Doch ausgerechnet die Seenotretter scheinen im Visier eines Unbekannten zu sein. Nicht nur bekommen mehrere Mitglieder der Gruppe seltsame Botschaften mit Galgenmännchen und Shakespeare-Zitaten. Ein Mitglied, das erst wenige Monate zuvor mit einer Ehrenmedaille ausgezeichnet wurde und Heldenstatus genießt, ist erst verschwunden und wird Tage später tot gefunden. Dann wird eine weitere Retterin vermisst. Irgend jemand, so scheint es, hat einen gewaltigen Hass auf die Seenotretter.

Ein wegen Drogenhandels vorbestrafter junger Mann scheint vielen der naheliegende Verdächtige, doch auch eine Ex-Freundin Kittos könnte ein Motiv haben. Unter den schweigsamen Insulanern ist die Aufklärung nicht einfach, während Kittos Vorgesetzter Druck macht - nicht nur wegen der Ermittlungen. Dass sein halbes Team sich freiwillig bei der Seenotrettung engagiert und so nicht jederzeit kurzfristig für Einsätze zur Verfügung stehen konnte, gefällt ihm gar nicht.

Ein wichtiger Assistent ist auch in diesem Scilly-Roman Kittos ebenso eigenwilliger wie sympathischer Wolfshund Shadow. Wie bereits in den Vorgängerromanen werden die persönlichen Beziehungen und Probleme der Inselbewohner mit dem aktuellen Fall verwoben. Einmal mehr punktet das Buch mit der Beschreibung der rauen Schönheit der Inseln. Dass diesmal auch die wilde See noch mehr als in früheren Bänden eine Rolle spielt, versteht sich angesichts des Themas von selbst.
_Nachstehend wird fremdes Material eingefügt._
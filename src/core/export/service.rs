//! Export service: configuration wiring and request-level operations
//!
//! Shared by the HTTP handlers and the `export` command.

use super::encoder::CsvExporter;
use super::exporter::FullExporter;
use super::inquirer::SourceInquirer;
use super::job::JobSnapshot;
use crate::adapters::neo4j::Neo4jClient;
use crate::adapters::s3writer::S3WriterClient;
use crate::adapters::traits::HealthCheck;
use crate::config::ExporterConfig;
use crate::domain::{ConceptType, ExporterError, JobId, Result, TransactionId};
use std::sync::Arc;

/// The exporter together with the supported concept types and the
/// dependencies it reports health for
pub struct ExportService {
    exporter: Arc<FullExporter>,
    supported: Vec<ConceptType>,
    health_checks: Vec<Arc<dyn HealthCheck>>,
}

impl ExportService {
    pub fn new(
        exporter: Arc<FullExporter>,
        supported: Vec<ConceptType>,
        health_checks: Vec<Arc<dyn HealthCheck>>,
    ) -> Self {
        Self {
            exporter,
            supported,
            health_checks,
        }
    }

    /// Wires the Neo4j source, the S3 writer and the CSV encoder
    ///
    /// # Errors
    ///
    /// Returns an error if either HTTP client cannot be built.
    pub fn from_config(config: &ExporterConfig) -> Result<Self> {
        let neo4j = Arc::new(Neo4jClient::new(
            &config.neo4j,
            config.export.api_base_url.clone(),
        )?);
        let s3_writer = Arc::new(S3WriterClient::new(&config.s3_writer)?);

        let exporter = FullExporter::new(
            Arc::new(SourceInquirer::new(neo4j.clone())),
            s3_writer.clone(),
            Box::new(CsvExporter::new()),
        );

        let health_checks = vec![neo4j as Arc<dyn HealthCheck>, s3_writer];

        Ok(Self::new(
            Arc::new(exporter),
            config.export.supported_concept_types(),
            health_checks,
        ))
    }

    pub fn exporter(&self) -> &Arc<FullExporter> {
        &self.exporter
    }

    pub fn supported(&self) -> &[ConceptType] {
        &self.supported
    }

    pub fn health_checks(&self) -> &[Arc<dyn HealthCheck>] {
        &self.health_checks
    }

    /// Splits requested names into supported candidates and a message
    /// naming the unsupported ones
    ///
    /// An empty selection means every supported type. Repeated names keep
    /// their first position.
    pub fn candidates(&self, requested: &[String], tid: &TransactionId) -> (Vec<ConceptType>, String) {
        let mut unique: Vec<&String> = Vec::with_capacity(requested.len());
        for name in requested {
            if !unique.contains(&name) {
                unique.push(name);
            }
        }

        let (candidates, unsupported): (Vec<&String>, Vec<&String>) = unique
            .into_iter()
            .partition(|name| self.supported.iter().any(|s| s.as_str() == name.as_str()));

        let error_message = if unsupported.is_empty() {
            String::new()
        } else {
            let names: Vec<&str> = unsupported.iter().map(|s| s.as_str()).collect();
            format!(
                "There are unsupported concept types within the candidates: [{}]",
                names.join(" ")
            )
        };

        let mut candidates: Vec<ConceptType> = candidates
            .into_iter()
            .filter_map(|name| ConceptType::new(name.as_str()).ok())
            .collect();

        if candidates.is_empty() {
            tracing::info!(
                transaction_id = %tid,
                supported = ?self.supported,
                "Concept type candidates are empty. Using all supported ones"
            );
            candidates = self.supported.clone();
        }

        (candidates, error_message)
    }

    /// Creates a job and runs it on a background task
    ///
    /// # Errors
    ///
    /// Returns [`ExporterError::JobAlreadyRunning`] when a job is active.
    pub fn start_export(&self, requested: &[String], tid: &TransactionId) -> Result<JobSnapshot> {
        if self.exporter.is_running_job() {
            return Err(ExporterError::JobAlreadyRunning);
        }

        let (candidates, error_message) = self.candidates(requested, tid);
        let job = self.exporter.create_job(candidates, error_message)?;

        let pending = AbandonOnDrop {
            exporter: Arc::clone(&self.exporter),
            job_id: job.id.clone(),
        };
        let tid = tid.clone();
        tokio::spawn(async move {
            pending.exporter.run_full_export(&tid).await;
        });

        Ok(job)
    }

    /// Creates a job and runs it to completion, returning the final snapshot
    ///
    /// # Errors
    ///
    /// Returns [`ExporterError::JobAlreadyRunning`] when a job is active.
    pub async fn run_export(&self, requested: &[String], tid: &TransactionId) -> Result<JobSnapshot> {
        let (candidates, error_message) = self.candidates(requested, tid);
        let created = self.exporter.create_job(candidates, error_message)?;
        self.exporter.run_full_export(tid).await;
        Ok(self.exporter.current_job().unwrap_or(created))
    }
}

/// Finishes a job whose background task is dropped before it runs
struct AbandonOnDrop {
    exporter: Arc<FullExporter>,
    job_id: JobId,
}

impl Drop for AbandonOnDrop {
    fn drop(&mut self) {
        self.exporter.abandon(&self.job_id);
    }
}
//! CLI command implementations
//!
//! Exit codes shared by the commands:
//! - `0` success
//! - `1` export finished with failed concept types
//! - `2` configuration error
//! - `4` a dependency could not be initialized
//! - `5` fatal error

pub mod export;
pub mod init;
pub mod serve;
pub mod validate;

use crate::config::{load_config, load_from_env, ExporterConfig};
use crate::domain::Result;
use std::path::Path;

/// Loads the configuration file if it exists, otherwise builds the
/// configuration from defaults and environment overrides
pub fn load_settings(config_path: &str) -> Result<ExporterConfig> {
    if Path::new(config_path).exists() {
        load_config(config_path)
    } else {
        tracing::info!(
            config_path = %config_path,
            "Configuration file not found, using defaults and environment"
        );
        load_from_env()
    }
}
//! HTTP service
//!
//! Routes:
//! - `POST /export` - start a full export, answered with `202` and the new job
//! - `GET /job` - the current job
//! - `GET /__health`, `GET /__gtg`, `GET /__build-info` - operational endpoints

use crate::config::ServerConfig;
use crate::domain::{ExporterError, Result};
use axum::{
    routing::{get, post},
    Router,
};
use std::time::Duration;
use tokio::net::TcpListener;
use tokio::sync::watch;
use tower_http::timeout::TimeoutLayer;
use tower_http::trace::TraceLayer;

pub mod error_response;
pub mod handlers;
pub mod health;
pub mod state;


pub use state::AppState;

/// Builds the router with tracing and a per-request timeout
pub fn create_router(state: AppState, request_timeout: Duration) -> Router {
    Router::new()
        .route("/export", post(handlers::export))
        .route("/job", get(handlers::get_job))
        .route("/__health", get(health::health))
        .route("/__gtg", get(health::good_to_go))
        .route("/__build-info", get(health::build_info))
        .with_state(state)
        .layer(TimeoutLayer::new(request_timeout))
        .layer(TraceLayer::new_for_http())
}

/// Serves the router until `shutdown` turns true
///
/// # Errors
///
/// Returns an error if the address cannot be bound or the server fails.
pub async fn serve(
    config: &ServerConfig,
    state: AppState,
    mut shutdown: watch::Receiver<bool>,
) -> Result<()> {
    let address = config.listen_address();
    let listener = TcpListener::bind(&address)
        .await
        .map_err(|e| ExporterError::Io(format!("Failed to bind {address}: {e}")))?;

    tracing::info!(address = %address, "HTTP server listening");

    let router = create_router(state, Duration::from_secs(config.request_timeout_seconds));
    axum::serve(listener, router)
        .with_graceful_shutdown(async move {
            let _ = shutdown.wait_for(|stop| *stop).await;
            tracing::info!("HTTP server shutting down");
        })
        .await
        .map_err(|e| ExporterError::Io(format!("HTTP server error: {e}")))
}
Auch mit dem mittlerweile 7. Band ist das Potential der Scilly-Serie nicht erschöpft. Wer vorangegangene Bände kennt, wird vertraute Inselbewohner aus Kittos Umfeld wiedertreffen. Es ist aber kein Problem, mit diesem Band einzusteigen. Einmal mehr solide Spannung mit glaubwürdigen, lebensnahen Figuren und schönen Naturschilderungen.